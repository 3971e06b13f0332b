use crate::errors::AppError;
use chrono::{DateTime, Utc};
use regex::Regex;
use serde::{Deserialize, Serialize};
use sqlx::FromRow;
use std::fmt;
use std::str::FromStr;
use std::sync::OnceLock;
use uuid::Uuid;

/// Lifecycle of a contact-form submission.
#[derive(Debug, Clone, Copy, PartialEq, Eq, Serialize, Deserialize)]
#[serde(rename_all = "snake_case")]
pub enum InquiryStatus {
    New,
    InProgress,
    Responded,
    Closed,
}

impl InquiryStatus {
    pub const ALL: [InquiryStatus; 4] = [
        InquiryStatus::New,
        InquiryStatus::InProgress,
        InquiryStatus::Responded,
        InquiryStatus::Closed,
    ];

    pub fn as_str(&self) -> &'static str {
        match self {
            InquiryStatus::New => "new",
            InquiryStatus::InProgress => "in_progress",
            InquiryStatus::Responded => "responded",
            InquiryStatus::Closed => "closed",
        }
    }
}

impl fmt::Display for InquiryStatus {
    fn fmt(&self, f: &mut fmt::Formatter<'_>) -> fmt::Result {
        f.write_str(self.as_str())
    }
}

impl FromStr for InquiryStatus {
    type Err = AppError;

    fn from_str(s: &str) -> Result<Self, Self::Err> {
        let normalized = s.trim().to_lowercase();
        Self::ALL
            .into_iter()
            .find(|status| status.as_str() == normalized)
            .ok_or_else(|| {
                AppError::BadRequest(format!(
                    "Invalid inquiry status '{}'. Expected one of: new, in_progress, responded, closed",
                    s
                ))
            })
    }
}

/// Row of the `inquiries` table.
#[derive(Debug, Clone, PartialEq, FromRow, Serialize, Deserialize)]
pub struct Inquiry {
    pub id: Uuid,
    pub name: String,
    pub email: String,
    pub phone: Option<String>,
    pub company: Option<String>,
    pub subject: String,
    pub message: String,
    /// One of [`InquiryStatus`], stored as text.
    pub status: String,
    /// e.g. "AI Agents", "Automation", "IT Consulting".
    pub service_interest: Option<String>,
    pub created_at: DateTime<Utc>,
    pub updated_at: Option<DateTime<Utc>>,
}

/// Body of `POST /api/v1/inquiries`.
#[derive(Debug, Clone, Deserialize)]
pub struct NewInquiry {
    pub name: String,
    pub email: String,
    pub phone: Option<String>,
    pub company: Option<String>,
    pub subject: String,
    pub message: String,
    pub service_interest: Option<String>,
}

impl NewInquiry {
    /// Checks required fields and returns a trimmed copy with a lowercased email.
    pub fn validated(self) -> Result<Self, AppError> {
        let name = required("name", &self.name)?;
        let subject = required("subject", &self.subject)?;
        let message = required("message", &self.message)?;

        let email = self.email.trim().to_lowercase();
        if !is_valid_email(&email) {
            return Err(AppError::BadRequest(format!(
                "Invalid email address: {}",
                self.email
            )));
        }

        Ok(Self {
            name,
            email,
            phone: optional(self.phone),
            company: optional(self.company),
            subject,
            message,
            service_interest: optional(self.service_interest),
        })
    }
}

/// Body of `PUT /api/v1/inquiries/{id}`.
#[derive(Debug, Clone, Default, Deserialize)]
pub struct InquiryChanges {
    pub status: Option<String>,
}

impl InquiryChanges {
    pub fn parsed_status(&self) -> Result<Option<InquiryStatus>, AppError> {
        self.status.as_deref().map(str::parse).transpose()
    }
}

/// Loose `local@domain.tld` check; deliverability is not verified.
pub fn is_valid_email(email: &str) -> bool {
    static EMAIL: OnceLock<Regex> = OnceLock::new();
    EMAIL
        .get_or_init(|| {
            Regex::new(r"^[A-Za-z0-9._%+\-]+@[A-Za-z0-9](?:[A-Za-z0-9\-]*[A-Za-z0-9])?(?:\.[A-Za-z0-9](?:[A-Za-z0-9\-]*[A-Za-z0-9])?)*\.[A-Za-z]{2,}$")
                .expect("email pattern is valid")
        })
        .is_match(email)
}

fn required(field: &str, value: &str) -> Result<String, AppError> {
    let trimmed = value.trim();
    if trimmed.is_empty() {
        return Err(AppError::BadRequest(format!("{} is required", field)));
    }
    Ok(trimmed.to_string())
}

fn optional(value: Option<String>) -> Option<String> {
    value
        .map(|v| v.trim().to_string())
        .filter(|v| !v.is_empty())
}
//! Error taxonomy and JSON error responses for the API

use http_body_util::Full;
use hyper::body::Bytes;
use hyper::{Response, StatusCode};
use serde::Serialize;
use std::time::Duration;

use crate::model::{EntityId, EntityKind};

/// Invalid or conflicting entity state found while rendering.
///
/// Always recoverable: the previously active configuration stays in force.
#[derive(Debug, Clone, PartialEq, Eq, thiserror::Error)]
pub enum RenderError {
    #[error("duplicate domain: {0}")]
    DuplicateDomain(String),

    #[error("empty upstream: {0}")]
    EmptyUpstream(String),

    #[error("proxy host {host_id} has ssl enabled but no certificate")]
    MissingCertificate { host_id: EntityId },

    #[error("proxy host {host_id} references unknown certificate {certificate_id}")]
    CertificateNotFound {
        host_id: EntityId,
        certificate_id: EntityId,
    },

    #[error("certificate {certificate_id} used by proxy host {host_id} is {status}, not active")]
    CertificateNotActive {
        host_id: EntityId,
        certificate_id: EntityId,
        status: String,
    },

    #[error("certificate {certificate_id} does not cover {domain} (proxy host {host_id})")]
    CertificateCoverage {
        host_id: EntityId,
        certificate_id: EntityId,
        domain: String,
    },

    #[error("failed to serialize render input: {0}")]
    Canonicalize(String),
}

/// Failures surfaced by the entity store
#[derive(Debug, thiserror::Error)]
pub enum StoreError {
    #[error("{kind} {id} not found")]
    NotFound { kind: EntityKind, id: EntityId },

    #[error("invalid {kind}: {reason}")]
    Invalid { kind: EntityKind, reason: String },

    #[error("conflict: {0}")]
    Conflict(String),

    #[error("database error: {0}")]
    Database(#[from] rusqlite::Error),

    #[error("corrupt stored value: {0}")]
    Corrupt(String),
}

impl StoreError {
    pub fn invalid(kind: EntityKind, reason: impl Into<String>) -> Self {
        StoreError::Invalid {
            kind,
            reason: reason.into(),
        }
    }
}

/// A bounded subprocess run that did not produce an exit status
#[derive(Debug, thiserror::Error)]
pub enum CommandError {
    #[error("failed to run {program}: {source}")]
    Io {
        program: String,
        #[source]
        source: std::io::Error,
    },

    #[error("{program} timed out after {timeout:?}")]
    Timeout { program: String, timeout: Duration },

    #[error("{program} was cancelled")]
    Cancelled { program: String },

    #[error("invalid command: {0}")]
    Template(String),
}

#[derive(Debug, thiserror::Error)]
pub enum ValidationError {
    /// nginx rejected the candidate. Carries the raw diagnostic text.
    #[error("syntax check failed: {diagnostics}")]
    Rejected { diagnostics: String },

    #[error("failed to stage candidate configuration: {0}")]
    Staging(#[source] std::io::Error),

    #[error(transparent)]
    Command(#[from] CommandError),
}

#[derive(Debug, thiserror::Error)]
pub enum ProcessError {
    #[error("reload command failed: {detail}")]
    ReloadFailed { detail: String },

    #[error("nginx did not acknowledge reload within {timeout:?}: {detail}")]
    NotAcknowledged { timeout: Duration, detail: String },

    #[error("status unavailable: {0}")]
    StatusUnavailable(String),

    #[error(transparent)]
    Command(#[from] CommandError),
}

/// Error codes returned by the API
#[derive(Debug, Clone, Copy, PartialEq, Eq, Serialize)]
#[serde(rename_all = "SCREAMING_SNAKE_CASE")]
pub enum ApiErrorCode {
    /// Malformed body, bad id or an entity that fails validation
    InvalidRequest,
    /// Unknown route or entity
    NotFound,
    /// The write would violate a uniqueness or reference rule
    Conflict,
    /// The current entity set cannot be rendered
    RenderError,
    /// nginx rejected the rendered configuration
    SyntaxError,
    /// Reload failed or was not acknowledged
    ReloadError,
    /// The status endpoint is unreachable or unparsable
    StatusUnavailable,
    /// Persistence failure
    StoreError,
    /// Anything else
    InternalError,
}

impl ApiErrorCode {
    /// Get the default HTTP status code for this error
    pub fn status_code(&self) -> StatusCode {
        match self {
            ApiErrorCode::InvalidRequest => StatusCode::BAD_REQUEST,
            ApiErrorCode::NotFound => StatusCode::NOT_FOUND,
            ApiErrorCode::Conflict => StatusCode::CONFLICT,
            ApiErrorCode::RenderError => StatusCode::UNPROCESSABLE_ENTITY,
            ApiErrorCode::SyntaxError => StatusCode::UNPROCESSABLE_ENTITY,
            ApiErrorCode::ReloadError => StatusCode::BAD_GATEWAY,
            ApiErrorCode::StatusUnavailable => StatusCode::SERVICE_UNAVAILABLE,
            ApiErrorCode::StoreError => StatusCode::INTERNAL_SERVER_ERROR,
            ApiErrorCode::InternalError => StatusCode::INTERNAL_SERVER_ERROR,
        }
    }

    pub fn as_str(&self) -> &'static str {
        match self {
            ApiErrorCode::InvalidRequest => "INVALID_REQUEST",
            ApiErrorCode::NotFound => "NOT_FOUND",
            ApiErrorCode::Conflict => "CONFLICT",
            ApiErrorCode::RenderError => "RENDER_ERROR",
            ApiErrorCode::SyntaxError => "SYNTAX_ERROR",
            ApiErrorCode::ReloadError => "RELOAD_ERROR",
            ApiErrorCode::StatusUnavailable => "STATUS_UNAVAILABLE",
            ApiErrorCode::StoreError => "STORE_ERROR",
            ApiErrorCode::InternalError => "INTERNAL_ERROR",
        }
    }
}

impl From<&StoreError> for ApiErrorCode {
    fn from(err: &StoreError) -> Self {
        match err {
            StoreError::NotFound { .. } => ApiErrorCode::NotFound,
            StoreError::Invalid { .. } => ApiErrorCode::InvalidRequest,
            StoreError::Conflict(_) => ApiErrorCode::Conflict,
            StoreError::Database(_) | StoreError::Corrupt(_) => ApiErrorCode::StoreError,
        }
    }
}

/// JSON error response body
#[derive(Debug, Serialize)]
pub struct ErrorResponse {
    pub code: ApiErrorCode,
    pub message: String,
    /// HTTP status code (for reference)
    pub status: u16,
}

impl ErrorResponse {
    pub fn new(code: ApiErrorCode, message: impl Into<String>) -> Self {
        Self {
            status: code.status_code().as_u16(),
            code,
            message: message.into(),
        }
    }

    /// Convert to JSON string
    pub fn to_json(&self) -> String {
        serde_json::to_string(self).unwrap_or_else(|_| {
            format!(
                r#"{{"code":"{}","message":"{}","status":{}}}"#,
                self.code.as_str(),
                self.message.replace('\"', "\\\""),
                self.status
            )
        })
    }
}

/// Create a JSON error response
pub fn json_error_response(code: ApiErrorCode, message: impl Into<String>) -> Response<Full<Bytes>> {
    let error = ErrorResponse::new(code, message);
    let body = error.to_json();

    let mut response = Response::new(Full::new(Bytes::from(body)));
    *response.status_mut() = code.status_code();
    response.headers_mut().insert(
        hyper::header::CONTENT_TYPE,
        hyper::header::HeaderValue::from_static("application/json"),
    );
    response
}

#[cfg(test)]
mod tests {
    use super::*;

    #[test]
    fn test_error_code_status_codes() {
        assert_eq!(ApiErrorCode::InvalidRequest.status_code(), StatusCode::BAD_REQUEST);
        assert_eq!(ApiErrorCode::Conflict.status_code(), StatusCode::CONFLICT);
        assert_eq!(
            ApiErrorCode::SyntaxError.status_code(),
            StatusCode::UNPROCESSABLE_ENTITY
        );
        assert_eq!(ApiErrorCode::ReloadError.status_code(), StatusCode::BAD_GATEWAY);
        assert_eq!(
            ApiErrorCode::StatusUnavailable.status_code(),
            StatusCode::SERVICE_UNAVAILABLE
        );
    }

    #[test]
    fn test_render_error_messages() {
        assert_eq!(
            RenderError::DuplicateDomain("a.example.com".into()).to_string(),
            "duplicate domain: a.example.com"
        );
        assert_eq!(
            RenderError::EmptyUpstream("backend".into()).to_string(),
            "empty upstream: backend"
        );
    }

    #[test]
    fn test_error_response_json() {
        let error = ErrorResponse::new(ApiErrorCode::NotFound, "proxy_host 7 not found");
        let json: serde_json::Value = serde_json::from_str(&error.to_json()).unwrap();

        assert_eq!(json["code"], "NOT_FOUND");
        assert_eq!(json["message"], "proxy_host 7 not found");
        assert_eq!(json["status"], 404);
    }

    #[test]
    fn test_store_error_codes() {
        let err = StoreError::Conflict("domain a.example.com already in use".into());
        assert_eq!(ApiErrorCode::from(&err), ApiErrorCode::Conflict);

        let err = StoreError::NotFound {
            kind: EntityKind::Upstream,
            id: 3,
        };
        assert_eq!(ApiErrorCode::from(&err), ApiErrorCode::NotFound);
        assert_eq!(err.to_string(), "upstream 3 not found");
    }

    #[test]
    fn test_json_error_response() {
        let response = json_error_response(ApiErrorCode::RenderError, "empty upstream: backend");
        assert_eq!(response.status(), StatusCode::UNPROCESSABLE_ENTITY);
        assert_eq!(
            response.headers().get("content-type").unwrap(),
            "application/json"
        );
    }
}
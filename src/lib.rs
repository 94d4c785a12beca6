//! Balancer Studio - configuration lifecycle manager for nginx
//!
//! Keeps a running nginx instance in step with a store of proxy hosts,
//! certificates and upstream pools:
//! - Renders the entity set into a complete, deterministic nginx.conf
//! - Checks every candidate with nginx's own syntax check before use
//! - Activates and reloads through a single coordinator that rolls back on failure
//! - Coalesces bursts of edits into one apply
//! - Expires certificates on a schedule and re-renders without them

pub mod api;
pub mod apply;
pub mod config;
pub mod db;
pub mod error;
pub mod model;
pub mod process;
pub mod queue;
pub mod render;
pub mod store;
pub mod sweep;
pub mod validate;
impl<'a> ConfigWriter<'a> {
    fn document(
        fingerprint: &Fingerprint,
        options: &'a RenderOptions,
        hosts: &[&ProxyHost],
        upstreams: &[&Upstream],
    ) -> String {
        let mut w = ConfigWriter {
            out: String::with_capacity(4096),
            depth: 0,
            options,
        };

        w.line("# Managed by balancer-studio. Manual edits are replaced on the next apply.");
        w.line(format!("{}{}", FINGERPRINT_MARKER, fingerprint));
        w.blank();
        w.line("worker_processes auto;");
        if let Some(pid) = &options.pid_file {
            w.line(format!("pid {};", pid));
        }
        w.blank();
        w.open("events");
        w.line(format!("worker_connections {};", options.worker_connections));
        w.close();
        w.blank();

        w.open("http");
        w.open("map $http_upgrade $connection_upgrade");
        w.line("default upgrade;");
        w.line("'' close;");
        w.close();

        for upstream in upstreams {
            w.blank();
            w.upstream(upstream);
        }

        for host in hosts {
            w.blank();
            w.proxy_host(host);
        }

        if let Some(listen) = &options.status_listen {
            w.blank();
            w.status_server(listen);
        }
        w.close();

        w.out
    }

    fn line(&mut self, text: impl AsRef<str>) {
        for _ in 0..self.depth {
            self.out.push_str("    ");
        }
        self.out.push_str(text.as_ref());
        self.out.push('\n');
    }

    fn blank(&mut self) {
        self.out.push('\n');
    }

    fn open(&mut self, header: impl AsRef<str>) {
        self.line(format!("{} {{", header.as_ref()));
        self.depth += 1;
    }

    fn close(&mut self) {
        self.depth = self.depth.saturating_sub(1);
        self.line("}");
    }

    fn upstream(&mut self, upstream: &Upstream) {
        self.open(format!("upstream {}", upstream.name));
        if let Some(directive) = upstream.algorithm.directive() {
            self.line(format!("{};", directive));
        }
        for server in &upstream.servers {
            // nginx has no drain state; draining servers stop taking new work
            let down = match server.status {
                ServerStatus::Up => "",
                ServerStatus::Down | ServerStatus::Draining => " down",
            };
            self.line(format!(
                "server {} weight={} max_fails={}{};",
                host_port(&server.host, server.port),
                server.weight,
                server.max_fails,
                down
            ));
        }
        self.close();
    }

    fn proxy_host(&mut self, host: &ProxyHost) {
        let options = self.options;
        let server_names = host.domain_names.join(" ");
        self.line(format!("# proxy host {}", host.id));

        if host.ssl_enabled {
            self.open("server");
            self.line(format!("listen {};", options.http_port));
            self.line(format!("server_name {};", server_names));
            self.line("return 301 https://$host$request_uri;");
            self.close();

            self.open("server");
            self.line(format!("listen {} ssl;", options.https_port));
            self.line(format!("server_name {};", server_names));
            if let Some(cert_id) = host.certificate_id {
                let dir = options.certificate_dir.trim_end_matches('/');
                self.line(format!("ssl_certificate {}/{}/fullchain.pem;", dir, cert_id));
                self.line(format!("ssl_certificate_key {}/{}/privkey.pem;", dir, cert_id));
            }
        } else {
            self.open("server");
            self.line(format!("listen {};", options.http_port));
            self.line(format!("server_name {};", server_names));
        }

        self.blank();
        self.open("location /");
        self.line(format!(
            "proxy_pass http://{};",
            host_port(&host.forward_host, host.forward_port)
        ));
        self.line("proxy_http_version 1.1;");
        self.line("proxy_set_header Host $host;");
        self.line("proxy_set_header X-Real-IP $remote_addr;");
        self.line("proxy_set_header X-Forwarded-For $proxy_add_x_forwarded_for;");
        self.line("proxy_set_header X-Forwarded-Proto $scheme;");
        self.line("proxy_set_header Upgrade $http_upgrade;");
        self.line("proxy_set_header Connection $connection_upgrade;");
        self.close();
        self.close();
    }

    fn status_server(&mut self, listen: &str) {
        let options = self.options;
        self.line("# status endpoint polled by balancer-studio");
        self.open("server");
        self.line(format!("listen {};", listen));
        self.line("access_log off;");
        self.open(format!("location = {}", options.status_path));
        self.line("stub_status;");
        self.close();
        self.close();
    }
}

○ ○ ○ ○ ○ ○ ○

### Problem:
Go through the records line by line and count those containing the string "detail". Give only the total.

### Reply to the task:
4